> _WHAT THE TASK ASKS_
Instruction for the entries that follow: retype exactly the lines from the line with "impl Default for" to the line with "let template = currency.template();", both included, and omit all others.

[[ GIVEN INFORMATION open ]]

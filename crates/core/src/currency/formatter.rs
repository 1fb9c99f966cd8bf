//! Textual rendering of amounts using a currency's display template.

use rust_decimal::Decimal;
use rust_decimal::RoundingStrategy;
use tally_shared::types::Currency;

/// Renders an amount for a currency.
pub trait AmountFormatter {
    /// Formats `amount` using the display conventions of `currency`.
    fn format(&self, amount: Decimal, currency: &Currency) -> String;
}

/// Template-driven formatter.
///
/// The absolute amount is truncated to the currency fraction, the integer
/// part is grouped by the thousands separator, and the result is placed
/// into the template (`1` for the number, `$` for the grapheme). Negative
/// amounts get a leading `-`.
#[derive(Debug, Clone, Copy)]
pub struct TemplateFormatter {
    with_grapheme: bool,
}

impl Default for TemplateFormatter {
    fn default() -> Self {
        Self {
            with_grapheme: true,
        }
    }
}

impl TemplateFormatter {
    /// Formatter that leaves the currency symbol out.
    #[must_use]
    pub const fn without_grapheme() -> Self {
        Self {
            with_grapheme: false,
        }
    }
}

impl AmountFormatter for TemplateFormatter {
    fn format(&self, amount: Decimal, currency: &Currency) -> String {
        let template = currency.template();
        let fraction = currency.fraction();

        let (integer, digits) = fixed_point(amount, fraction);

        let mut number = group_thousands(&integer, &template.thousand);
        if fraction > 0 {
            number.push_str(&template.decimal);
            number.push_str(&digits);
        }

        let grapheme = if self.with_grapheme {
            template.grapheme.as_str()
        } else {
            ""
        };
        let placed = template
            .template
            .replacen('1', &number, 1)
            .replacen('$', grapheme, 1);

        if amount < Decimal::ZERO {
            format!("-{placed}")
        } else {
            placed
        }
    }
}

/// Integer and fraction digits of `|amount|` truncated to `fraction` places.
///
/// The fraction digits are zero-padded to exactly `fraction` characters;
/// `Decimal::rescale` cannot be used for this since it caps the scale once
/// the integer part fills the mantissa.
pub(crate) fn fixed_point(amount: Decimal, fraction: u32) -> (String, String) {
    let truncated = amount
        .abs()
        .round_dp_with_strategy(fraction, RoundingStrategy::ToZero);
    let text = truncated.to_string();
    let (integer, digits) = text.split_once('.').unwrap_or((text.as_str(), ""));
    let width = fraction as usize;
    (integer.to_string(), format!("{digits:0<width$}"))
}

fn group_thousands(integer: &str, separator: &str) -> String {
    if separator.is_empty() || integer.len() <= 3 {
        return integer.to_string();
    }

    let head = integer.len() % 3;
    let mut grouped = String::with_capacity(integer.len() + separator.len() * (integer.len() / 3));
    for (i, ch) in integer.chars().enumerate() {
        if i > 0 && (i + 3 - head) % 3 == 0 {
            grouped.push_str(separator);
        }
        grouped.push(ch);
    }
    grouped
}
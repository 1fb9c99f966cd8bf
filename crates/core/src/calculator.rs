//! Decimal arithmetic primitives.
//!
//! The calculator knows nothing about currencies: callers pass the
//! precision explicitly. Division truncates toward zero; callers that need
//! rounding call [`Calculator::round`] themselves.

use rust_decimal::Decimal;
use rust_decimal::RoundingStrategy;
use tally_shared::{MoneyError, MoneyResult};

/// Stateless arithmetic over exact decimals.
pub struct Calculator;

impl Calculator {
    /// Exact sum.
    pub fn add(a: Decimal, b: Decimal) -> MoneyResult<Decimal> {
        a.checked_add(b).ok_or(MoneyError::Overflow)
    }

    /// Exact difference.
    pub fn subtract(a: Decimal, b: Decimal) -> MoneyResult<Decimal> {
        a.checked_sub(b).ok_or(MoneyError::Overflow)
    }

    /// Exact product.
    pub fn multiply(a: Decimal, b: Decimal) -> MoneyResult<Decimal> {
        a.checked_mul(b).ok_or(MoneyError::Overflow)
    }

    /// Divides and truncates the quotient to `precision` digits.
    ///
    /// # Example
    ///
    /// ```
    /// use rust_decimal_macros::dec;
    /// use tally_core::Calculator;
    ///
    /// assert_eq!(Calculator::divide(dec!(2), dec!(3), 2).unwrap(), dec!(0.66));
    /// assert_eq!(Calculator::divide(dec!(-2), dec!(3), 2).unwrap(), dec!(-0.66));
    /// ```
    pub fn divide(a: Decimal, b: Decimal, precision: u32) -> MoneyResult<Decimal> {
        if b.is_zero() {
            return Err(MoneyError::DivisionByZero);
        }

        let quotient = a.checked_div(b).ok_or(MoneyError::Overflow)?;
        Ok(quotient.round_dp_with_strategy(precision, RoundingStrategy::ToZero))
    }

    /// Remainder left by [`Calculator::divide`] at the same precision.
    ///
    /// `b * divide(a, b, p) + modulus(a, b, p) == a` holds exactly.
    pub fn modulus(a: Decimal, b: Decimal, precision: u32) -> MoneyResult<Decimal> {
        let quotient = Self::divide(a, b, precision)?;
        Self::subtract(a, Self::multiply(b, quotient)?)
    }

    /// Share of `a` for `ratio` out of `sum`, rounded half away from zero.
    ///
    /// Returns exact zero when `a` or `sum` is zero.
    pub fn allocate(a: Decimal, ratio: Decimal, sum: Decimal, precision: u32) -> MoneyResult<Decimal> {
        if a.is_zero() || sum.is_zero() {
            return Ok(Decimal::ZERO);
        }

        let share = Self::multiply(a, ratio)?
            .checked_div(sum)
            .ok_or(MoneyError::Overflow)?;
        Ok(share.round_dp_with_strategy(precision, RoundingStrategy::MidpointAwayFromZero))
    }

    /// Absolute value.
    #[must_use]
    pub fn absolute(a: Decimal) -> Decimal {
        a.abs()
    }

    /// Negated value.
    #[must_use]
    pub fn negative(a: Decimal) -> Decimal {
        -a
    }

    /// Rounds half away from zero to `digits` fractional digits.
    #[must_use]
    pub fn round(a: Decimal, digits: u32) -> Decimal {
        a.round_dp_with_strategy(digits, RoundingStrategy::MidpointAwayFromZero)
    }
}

[[ GIVEN INFORMATION closed ]]

> _REPLY_
impl Default for TemplateFormatter {
    fn default() -> Self {
        Self {
            with_grapheme: true,
        }
    }
}

impl TemplateFormatter {
    /// Formatter that leaves the currency symbol out.
    #[must_use]
    pub const fn without_grapheme() -> Self {
        Self {
            with_grapheme: false,
        }
    }
}

impl AmountFormatter for TemplateFormatter {
    fn format(&self, amount: Decimal, currency: &Currency) -> String {
        let template = currency.template();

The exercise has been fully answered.